After the Council sued him last year, the Adams’ administration contended in legal arguments that only the state, not the Council, could enact reforms of this kind, an argument a Manhattan Supreme Court judge sided with last August in a ruling that allowed the mayor to continue to hold off on implementing them.
On Thursday, a panel of six judges from the Supreme Court’s Appellate Division reversed the lower ruling, writing in a 13-page decision that the mayor’s claim that only the state has jurisdiciton on such an issue leans on “an absurd construction” of the law “that we must avoid.”
“Accepting the Mayor’s contention that the State has occupied the entire field of rental assistance would undermine the State policy of allowing for local input into rental assistance policy and intrude upon the City’s home-rule prerogative to have a say in matters pertaining to the health and well-being of its citizens,” the judges wrote.
The judges said the Adams administration must move forward with the laws, starting with making submissions about the program expansion to the state Office of Temporary and Disability, which oversees many of New York’s welfare programs.

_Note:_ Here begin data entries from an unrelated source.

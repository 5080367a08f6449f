// Copyright (c) 2025 Dimitris Kafetzis
//
// Licensed under the MIT License.
// See LICENSE file in the project root for full license information.
//
// SPDX-License-Identifier: MIT

//! `edge-rt run` command: execute one inference on synthetic inputs.
//!
//! Demonstrates the full type-state pipeline:
//! ```text
//! InferenceEngine<Idle> → load_model → <Prepared> → plan → <Ready> → run
//! ```
//!
//! A pass has no cancellation points, so a deadline is enforced from the
//! outside: the engine runs on a blocking task and is abandoned, arena and
//! all, if the deadline passes first.

use runtime::{InferenceEngine, InferenceOutput, RuntimeConfig};
use std::time::Duration;

use super::{synthetic_inputs, truncate};

pub async fn execute(config: RuntimeConfig, timeout_ms: Option<u64>) -> anyhow::Result<()> {
    println!("╔══════════════════════════════════════════════════════╗");
    println!("║            edge-rt · Inference Runner               ║");
    println!("╚══════════════════════════════════════════════════════╝");
    println!();

    println!("  Config:");
    println!("   Model:    {}", config.model_path.display());
    println!("   Budget:   {}", config.memory_budget);
    println!("   Backends: {}", config.backends.join(", "));
    if let Some(ms) = timeout_ms {
        println!("   Deadline: {ms} ms");
    }
    println!();

    // Step 1: Idle → Prepared (load, negotiate, build kernels).
    println!("  [1/3] Loading model and negotiating backends...");
    let prepared = InferenceEngine::new(config).load_model()?;
    println!("        {}", prepared.graph().summary());
    println!(
        "        {} layout conversions inserted",
        prepared.negotiated().conversions
    );
    println!();

    // Step 2: Prepared → Ready (configure kernels, plan the arena).
    println!("  [2/3] Configuring kernels and planning the arena...");
    let mut engine = prepared.plan()?;
    println!("        {}", engine.memory_plan().stats().summary());
    println!();

    // Step 3: Ready → run.
    println!("  [3/3] Running inference...");
    let inputs = synthetic_inputs(engine.graph())?;
    let task = tokio::task::spawn_blocking(move || engine.run(&inputs));
    let output = match timeout_ms {
        Some(ms) => match tokio::time::timeout(Duration::from_millis(ms), task).await {
            Ok(joined) => joined??,
            Err(_) => {
                tracing::warn!(timeout_ms = ms, "deadline exceeded; engine discarded");
                anyhow::bail!("inference did not finish within {ms} ms");
            }
        },
        None => task.await??,
    };

    println!();
    print_results(&output);
    Ok(())
}

fn print_results(output: &InferenceOutput) {
    println!("  Results:");
    for (name, tensor) in output.names.iter().zip(&output.outputs) {
        let values = tensor.to_f32_vec();
        let preview: Vec<String> = values.iter().take(8).map(|v| format!("{v:.4}")).collect();
        println!(
            "   {:<24} {} {:?}  [{}{}]",
            truncate(name, 24),
            tensor.dtype(),
            tensor.dims(),
            preview.join(", "),
            if values.len() > 8 { ", ..." } else { "" },
        );
    }
    println!();
    println!("  Metrics:");
    println!("   {}", output.metrics.summary());
    if !output.metrics.node_metrics.is_empty() {
        println!();
        println!(
            "   {:<28} {:<16} {:<8} {:>10}",
            "Node", "Kind", "Backend", "Compute"
        );
        println!("   {}", "-".repeat(66));
        for m in &output.metrics.node_metrics {
            println!(
                "   {:<28} {:<16} {:<8} {:>8.3}ms",
                truncate(&m.name, 28),
                m.kind,
                m.backend,
                m.compute_duration.as_secs_f64() * 1000.0,
            );
        }
    }
    println!();
}
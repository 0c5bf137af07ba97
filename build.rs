use std::env;
use std::process::Command;

// Stamp the build so the selfplay banner and the web page footer can show
// which engine produced a game. SOURCE_DATE_EPOCH pins the stamp for
// reproducible builds; without it the local clock is used.
fn main() {
    println!("cargo:rerun-if-changed=build.rs");
    println!("cargo:rerun-if-env-changed=SOURCE_DATE_EPOCH");

    let stamp = match env::var("SOURCE_DATE_EPOCH") {
        Ok(epoch) => format_date(&["-u", "-d", &format!("@{}", epoch.trim())]),
        Err(_) => format_date(&[]),
    };
    println!(
        "cargo:rustc-env=BUILD_TIMESTAMP={}",
        stamp.unwrap_or_else(|| "unknown".to_string())
    );
}

fn format_date(extra: &[&str]) -> Option<String> {
    let output = Command::new("date")
        .args(extra)
        .arg("+%Y-%m-%d %H:%M")
        .output()
        .ok()?;
    if !output.status.success() {
        return None;
    }
    let stamp = String::from_utf8_lossy(&output.stdout).trim().to_string();
    (!stamp.is_empty()).then_some(stamp)
}
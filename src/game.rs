//! The authoritative game: one board, whose turn it is, and who has won.
//!
//! Every committed move goes through [`Game::commit`], whether it came from a
//! player or from the engine. Engine moves arrive through [`Game::publish`]
//! together with the [`SearchTicket`] the search was started with, so a result
//! that no longer fits the game (the player moved first, or a newer search
//! was started) is refused instead of applied.

use log::{info, warn};
use thiserror::Error;

use crate::board::Board;
use crate::moves::{Move, Position};
use crate::piece::{Color, Piece, PieceType};

#[derive(Error, Debug, Clone, PartialEq, Eq)]
pub enum MoveError {
    #[error("the game is already over")]
    GameOver,

    #[error("no {color:?} piece on {pos}")]
    NotYourPiece { pos: Position, color: Color },

    #[error("illegal move {0}")]
    Illegal(Move),

    #[error("stale search result for {color:?} (generation {generation})")]
    StaleSearch { color: Color, generation: u64 },
}

/// Identifies one search request: the side it was started for and the
/// generation counter at that time. Only the newest ticket can be published.
#[derive(Clone, Copy, Debug, PartialEq, Eq)]
pub struct SearchTicket {
    pub color: Color,
    pub generation: u64,
}

/// What a committed move did.
#[derive(Clone, Copy, Debug, PartialEq, Eq)]
pub struct MoveOutcome {
    pub mv: Move,
    pub captured: Option<Piece>,
    /// Set when the move captured the opposing king.
    pub winner: Option<Color>,
}

#[derive(Clone, Debug)]
pub struct Game {
    board: Board,
    current_turn: Color,
    winner: Option<Color>,
    ply: u32,
    generation: u64,
}

impl Game {
    /// A fresh game on a `size`×`size` board. White moves first.
    pub fn new(size: usize) -> Self {
        Game::from_board(Board::with_initial_position(size), Color::White)
    }

    pub fn from_board(board: Board, to_move: Color) -> Self {
        Game {
            board,
            current_turn: to_move,
            winner: None,
            ply: 0,
            generation: 0,
        }
    }

    pub fn board(&self) -> &Board {
        &self.board
    }

    pub fn current_turn(&self) -> Color {
        self.current_turn
    }

    pub fn winner(&self) -> Option<Color> {
        self.winner
    }

    pub fn is_over(&self) -> bool {
        self.winner.is_some()
    }

    /// Number of moves committed so far.
    pub fn ply(&self) -> u32 {
        self.ply
    }

    pub fn legal_moves(&self) -> Vec<Move> {
        if self.is_over() {
            return Vec::new();
        }
        self.board.generate_moves(self.current_turn)
    }

    /// Where the side to move's piece on `pos` can go. Empty for an empty
    /// square, an enemy piece, or a finished game.
    pub fn destinations_from(&self, pos: Position) -> Vec<Position> {
        if self.is_over() {
            return Vec::new();
        }
        match self.board.piece_at(pos.row, pos.col) {
            Some(p) if p.color == self.current_turn => p.possible_moves(pos, &self.board),
            _ => Vec::new(),
        }
    }

    /// Play `mv` for the side to move. Capturing the king ends the game;
    /// otherwise the turn passes. Any outstanding search becomes stale.
    pub fn commit(&mut self, mv: Move) -> Result<MoveOutcome, MoveError> {
        if self.is_over() {
            return Err(MoveError::GameOver);
        }
        match self.board.piece_at(mv.from.row, mv.from.col) {
            Some(p) if p.color == self.current_turn => {}
            _ => {
                return Err(MoveError::NotYourPiece {
                    pos: mv.from,
                    color: self.current_turn,
                })
            }
        }
        if !self.board.generate_moves(self.current_turn).contains(&mv) {
            return Err(MoveError::Illegal(mv));
        }

        let captured = self.board.move_piece(mv.from, mv.to);
        self.ply += 1;
        self.generation += 1;

        let winner = match captured {
            Some(p) if p.piece_type == PieceType::King => {
                info!("{:?} captured the king with {mv} after {} plies", self.current_turn, self.ply);
                self.winner = Some(self.current_turn);
                self.winner
            }
            _ => {
                self.current_turn = self.current_turn.opposite();
                None
            }
        };

        Ok(MoveOutcome { mv, captured, winner })
    }

    /// Start a new search request for the side to move. Earlier tickets
    /// become stale.
    pub fn request_search(&mut self) -> SearchTicket {
        self.generation += 1;
        SearchTicket {
            color: self.current_turn,
            generation: self.generation,
        }
    }

    pub fn is_current(&self, ticket: SearchTicket) -> bool {
        !self.is_over() && ticket.generation == self.generation && ticket.color == self.current_turn
    }

    /// Commit an engine move, unless the ticket it was searched under is no
    /// longer current. A stale result leaves the game untouched.
    pub fn publish(&mut self, ticket: SearchTicket, mv: Move) -> Result<MoveOutcome, MoveError> {
        if self.is_over() {
            return Err(MoveError::GameOver);
        }
        if !self.is_current(ticket) {
            warn!(
                "discarding stale {:?} search result {mv} (generation {}, now {})",
                ticket.color, ticket.generation, self.generation
            );
            return Err(MoveError::StaleSearch {
                color: ticket.color,
                generation: ticket.generation,
            });
        }
        self.commit(mv)
    }
}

Barry Williams/ New York Daily News
Activists gather at a rally in Manhattan in February urging Mayor Eric Adams to implement legislation passed by the city council to reform CityFHEPS, a housing voucher program. (Barry Williams/ New York Daily News)
The mayor could appeal the latest ruling to the state’s highest court, and spokeswoman Liz Garcia said his administration is “reviewing our legal options.”
Garcia noted there are still 13,000 households on the CityFHEPS voucher program waitlist, and that simply expanding eligibility won’t solve the problem.
“We must focus on them. Adding more vouchers will only make it harder for people to leave homeless shelters,” she said. “The affordable-housing crisis won’t be solved by making people compete for nonexistent housing; it will be solved by building more housing — which the Adams administration has done at record levels.”
Rendy Desamours, a spokesman for Council Speaker Adrienne Adams, celebrated the appeallate court decision. “It is unfortunate that for two years Mayor Adams’ administration stood in the way of removing barriers to housing vouchers that keeps New Yorkers in their homes and moves them from shelters to permanent homes,” Desamours said.
The cost of housing has become a key issue in this year’s mayoral race, as skyrocketing rents and a dearth of apartments are putting immense pressure on low-income New Yorkers.
Zohran Mamdani, the Democratic nominee for mayor who’s polling as the favorite to replace Eric Adams in City Hall next year, won last month’s primary after focusing his campaign on affordability issues.
Legal Aid Society attorney Robert Desir, whose group brought the CityFHEPS suit against the mayor together with the Council, said the appellate court ruling came at a “critical moment.”
“At a time when affordability remains one of the most pressing challenges in New York City, this decision marks a significant step toward a housing system that is accessible and fair for all,” he said.